At the conclusion of the study, participants were asked to complete a post-simulation survey to assess the quality of the simulator on a 5-point Likert scale. The survey covered 5 categories that included the visual appearance of the simulation, the quality of models and textures, the realism of the simulator interface, how closely the task mirrored the actual surgical procedure, and the simulator’s overall effectiveness in teaching LHHR.

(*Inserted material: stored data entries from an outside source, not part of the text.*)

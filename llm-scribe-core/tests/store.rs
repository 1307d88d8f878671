use std::path::{Path, PathBuf};

use llm_scribe_core::contract::{FileStore, StoreError};
use llm_scribe_core::store::{LocalFileStore, MemoryFileStore};
use tempfile::tempdir;

#[tokio::test]
async fn local_store_round_trips_and_creates_parent_dirs() {
    let tmp = tempdir().unwrap();
    let store = LocalFileStore::new(tmp.path());

    store
        .write(Path::new("inbox/deep/note.md"), "hello")
        .await
        .expect("write should create parents");
    assert!(store.exists(Path::new("inbox/deep/note.md")).await);
    assert!(!store.exists(Path::new("inbox/deep")).await, "directories are not files");
    assert_eq!(store.read(Path::new("inbox/deep/note.md")).await.unwrap(), "hello");
    assert!(store.stat(Path::new("inbox/deep/note.md")).await.is_ok());

    store.delete(Path::new("inbox/deep/note.md")).await.unwrap();
    assert!(!store.exists(Path::new("inbox/deep/note.md")).await);
}

#[tokio::test]
async fn local_store_lists_recursively_sorted_and_skips_hidden_dirs() {
    let tmp = tempdir().unwrap();
    let store = LocalFileStore::new(tmp.path());
    for path in ["inbox/b.md", "inbox/a.md", "inbox/sub/c.md", "inbox/.trash/d.md", "other/e.md"] {
        store.write(Path::new(path), "x").await.unwrap();
    }

    let listed = store.list(Path::new("inbox")).await.unwrap();
    assert_eq!(
        listed,
        vec![
            PathBuf::from("inbox/a.md"),
            PathBuf::from("inbox/b.md"),
            PathBuf::from("inbox/sub/c.md"),
        ]
    );
    assert!(store.list(Path::new("missing")).await.unwrap().is_empty());
}

#[tokio::test]
async fn local_store_reports_not_found_and_rejects_escapes() {
    let tmp = tempdir().unwrap();
    let store = LocalFileStore::new(tmp.path());

    match store.read(Path::new("nope.md")).await {
        Err(StoreError::NotFound(path)) => assert_eq!(path, PathBuf::from("nope.md")),
        other => panic!("expected NotFound, got {other:?}"),
    }
    assert!(store.write(Path::new("../escape.md"), "x").await.is_err());
    assert!(!store.exists(Path::new("../escape.md")).await);
}

#[tokio::test]
async fn memory_store_lists_by_prefix() {
    let store = MemoryFileStore::new();
    store.insert("inbox/a.md", "a");
    store.insert("inboxes/b.md", "b");
    store.insert("c.md", "c");

    assert_eq!(
        store.list(Path::new("inbox")).await.unwrap(),
        vec![PathBuf::from("inbox/a.md")]
    );
    assert_eq!(store.list(Path::new("")).await.unwrap().len(), 3);
    assert!(matches!(
        store.delete(Path::new("zzz.md")).await,
        Err(StoreError::NotFound(_))
    ));
}
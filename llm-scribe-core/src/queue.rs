//! Global request queue for completion calls.
//!
//! Every completion request in the process goes through one FIFO. A single
//! worker task drains it, waiting so that no two dispatches start less than
//! `interval` apart. The worker exits when the queue is empty and is started
//! again by the next [`RequestQueue::enqueue`]; at most one worker runs at a
//! time.

use std::collections::VecDeque;
use std::sync::{Arc, Mutex};
use std::time::Duration;

use tokio::sync::oneshot;
use tokio::time::Instant;
use tracing::{debug, info};

use crate::completion::CompletionAdapter;
use crate::contract::CompletionError;

/// A pending completion request and the channel its result is sent on.
struct QueueItem {
    content: String,
    prompt: String,
    reply: oneshot::Sender<Result<String, CompletionError>>,
}

#[derive(Default)]
struct QueueState {
    items: VecDeque<QueueItem>,
    worker_active: bool,
    last_dispatch: Option<Instant>,
}

struct QueueInner {
    adapter: CompletionAdapter,
    interval: Duration,
    state: Mutex<QueueState>,
}

#[derive(Clone)]
pub struct RequestQueue {
    inner: Arc<QueueInner>,
}

impl RequestQueue {
    pub fn new(adapter: CompletionAdapter, interval: Duration) -> Self {
        Self {
            inner: Arc::new(QueueInner {
                adapter,
                interval,
                state: Mutex::new(QueueState::default()),
            }),
        }
    }

    pub fn len(&self) -> usize {
        self.inner.state.lock().expect("queue lock poisoned").items.len()
    }

    pub fn is_empty(&self) -> bool {
        self.len() == 0
    }

    /// Queue a completion and wait for its result.
    pub async fn enqueue(&self, content: String, prompt: String) -> Result<String, CompletionError> {
        let (reply, receiver) = oneshot::channel();
        let start_worker = {
            let mut state = self.inner.state.lock().expect("queue lock poisoned");
            state.items.push_back(QueueItem {
                content,
                prompt,
                reply,
            });
            debug!(depth = state.items.len(), "[QUEUE] Request enqueued");
            let start = !state.worker_active;
            state.worker_active = true;
            start
        };
        if start_worker {
            debug!("[QUEUE] Starting worker");
            tokio::spawn(Self::drain(Arc::clone(&self.inner)));
        }
        receiver.await.unwrap_or(Err(CompletionError::QueueClosed))
    }

    async fn drain(inner: Arc<QueueInner>) {
        loop {
            let (item, last_dispatch) = {
                let mut state = inner.state.lock().expect("queue lock poisoned");
                match state.items.pop_front() {
                    Some(item) => (item, state.last_dispatch),
                    None => {
                        state.worker_active = false;
                        debug!("[QUEUE] Queue empty; worker going idle");
                        return;
                    }
                }
            };

            if let Some(last) = last_dispatch {
                let ready_at = last + inner.interval;
                if ready_at > Instant::now() {
                    debug!(wait = ?(ready_at - Instant::now()), "[QUEUE] Waiting out request interval");
                    tokio::time::sleep_until(ready_at).await;
                }
            }

            inner.state.lock().expect("queue lock poisoned").last_dispatch = Some(Instant::now());
            info!("[QUEUE] Dispatching completion request");
            let result = inner.adapter.complete(&item.content, &item.prompt).await;
            if item.reply.send(result).is_err() {
                debug!("[QUEUE] Requester went away before the result arrived");
            }
        }
    }
}
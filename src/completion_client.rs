#![doc = "Completion client: bridges the core CompletionService trait to an OpenAI-compatible chat completions endpoint."]
//
//! # Completion Client (CLI <-> Core)
//!
//! Wires up [`CompletionService`] from `llm-scribe-core` against a remote
//! chat completions API. The core never sees HTTP; it only sees
//! [`CompletionError`] variants:
//!
//! - HTTP 429 maps to [`CompletionError::RateLimited`] (retried by the core).
//! - Any other non-success status or transport failure maps to
//!   [`CompletionError::Transport`].
//! - A response without usable text maps to [`CompletionError::EmptyResponse`].
//!
//! Construct with [`OpenAiCompletionClient::new`] from the loaded
//! [`ProviderConfig`]; the API key comes from the environment.

use async_trait::async_trait;
use llm_scribe_core::contract::{CompletionError, CompletionRequest, CompletionService};
use reqwest::StatusCode;
use serde::{Deserialize, Serialize};

use crate::load_config::{ProviderConfig, API_KEY_ENV};

#[derive(Debug, Serialize)]
struct ChatRequest<'a> {
    model: &'a str,
    messages: Vec<ChatMessage<'a>>,
}

#[derive(Debug, Serialize)]
struct ChatMessage<'a> {
    role: &'a str,
    content: &'a str,
}

#[derive(Debug, Deserialize)]
struct ChatResponse {
    #[serde(default)]
    choices: Vec<ChatChoice>,
}

#[derive(Debug, Deserialize)]
struct ChatChoice {
    message: Option<ChatResponseMessage>,
}

#[derive(Debug, Deserialize)]
struct ChatResponseMessage {
    content: Option<String>,
}

fn build_request<'a>(model: &'a str, request: &'a CompletionRequest) -> ChatRequest<'a> {
    ChatRequest {
        model,
        messages: vec![
            ChatMessage {
                role: "system",
                content: &request.prompt,
            },
            ChatMessage {
                role: "user",
                content: &request.content,
            },
        ],
    }
}

fn extract_text(response: ChatResponse) -> Result<String, CompletionError> {
    response
        .choices
        .into_iter()
        .next()
        .and_then(|choice| choice.message)
        .and_then(|message| message.content)
        .filter(|text| !text.trim().is_empty())
        .ok_or(CompletionError::EmptyResponse)
}

pub struct OpenAiCompletionClient {
    http: reqwest::Client,
    endpoint: String,
    model: String,
    api_key: String,
}

impl OpenAiCompletionClient {
    pub fn new(config: &ProviderConfig) -> anyhow::Result<Self> {
        let api_key = match &config.api_key {
            Some(key) => key.clone(),
            None => {
                tracing::error!("{API_KEY_ENV} missing in environment");
                anyhow::bail!("{API_KEY_ENV} environment variable not set");
            }
        };
        tracing::info!(
            base_url = %config.base_url,
            model = %config.model,
            "Initialized completion client"
        );
        Ok(Self {
            http: reqwest::Client::new(),
            endpoint: format!("{}/chat/completions", config.base_url),
            model: config.model.clone(),
            api_key,
        })
    }
}

#[async_trait]
impl CompletionService for OpenAiCompletionClient {
    async fn complete(&self, request: &CompletionRequest) -> Result<String, CompletionError> {
        tracing::info!(
            model = %self.model,
            content_len = request.content.len(),
            "Requesting completion"
        );
        let response = self
            .http
            .post(&self.endpoint)
            .bearer_auth(&self.api_key)
            .json(&build_request(&self.model, request))
            .send()
            .await
            .map_err(|e| {
                tracing::error!(error = ?e, endpoint = %self.endpoint, "Completion request failed to send");
                CompletionError::Transport(e.to_string())
            })?;

        let status = response.status();
        if status == StatusCode::TOO_MANY_REQUESTS {
            tracing::warn!(endpoint = %self.endpoint, "Completion service rate limited the request");
            return Err(CompletionError::RateLimited);
        }
        if !status.is_success() {
            let body = response
                .text()
                .await
                .unwrap_or_else(|_| String::from("<Failed to decode response body>"));
            tracing::error!(status = %status, body = %body, "Completion service returned an error");
            return Err(CompletionError::Transport(format!("HTTP {status}: {body}")));
        }

        let parsed: ChatResponse = response.json().await.map_err(|e| {
            tracing::error!(error = ?e, "Failed to decode completion response");
            CompletionError::Transport(format!("invalid response body: {e}"))
        })?;
        let text = extract_text(parsed)?;
        tracing::info!(response_len = text.len(), "Completion received");
        Ok(text)
    }
}
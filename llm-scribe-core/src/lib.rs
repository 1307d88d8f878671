#![doc = "llm-scribe-core: core logic library for llm-scribe."]

//! This crate contains the folder-watching pipeline: rule matching, debounced
//! change handling, the rate-limited completion queue, output placement and
//! the activity log. Network clients and the CLI live in the `llm-scribe` crate.
//!
//! # Usage
//! Build a [`monitor::Monitor`] from a [`config::ScribeConfig`], a
//! [`contract::FileStore`] and a [`contract::CompletionService`], then feed it
//! change events or start its pollers.

pub mod activity_log;
pub mod completion;
pub mod config;
pub mod contract;
pub mod debounce;
pub mod matcher;
pub mod monitor;
pub mod pipeline;
pub mod poller;
pub mod queue;
pub mod store;
pub mod template;
use anyhow::Result;
use clap::Parser;
use llm_scribe::cli::{run, Cli};
use tracing_subscriber::EnvFilter;

#[tokio::main]
async fn main() -> Result<()> {
    // Load environment
    dotenvy::dotenv().ok();

    tracing_subscriber::fmt()
        .with_env_filter(EnvFilter::try_from_default_env().unwrap_or_else(|_| EnvFilter::new("info")))
        .init();
    tracing::info!("CLI application startup: tracing initialised, environment loaded");

    let cli = Cli::parse();
    tracing::info!("CLI arguments parsed, invoking run");
    let result = run(cli).await;
    match &result {
        Ok(_) => tracing::info!("CLI completed successfully"),
        Err(e) => tracing::error!(error = %e, "CLI exited with error"),
    }
    result
}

Two qualified raters, blinded to the participants' experience levels, independently evaluated the video recordings of performances using both global and task-specific metrics. Table 1 presents the global metrics derived from the OSATS rubric, whereas Table 2 displays the task-specific metrics grounded in the HTA [10, 25,26,27,28]. Among the OSATS domains, we excluded the scoring rubric for knowledge of instruments because all participants were provided with the same set of laparoscopic tools. Initially, the two raters assessed the performance of 5 participants, comparing their ratings to discuss the grading and to resolve discrepancies. They then evaluated another 5 videos to ensure concordance between their ratings and reviewed the intraclass correlation coefficient (ICC). Finally, each rater independently graded the remaining videos.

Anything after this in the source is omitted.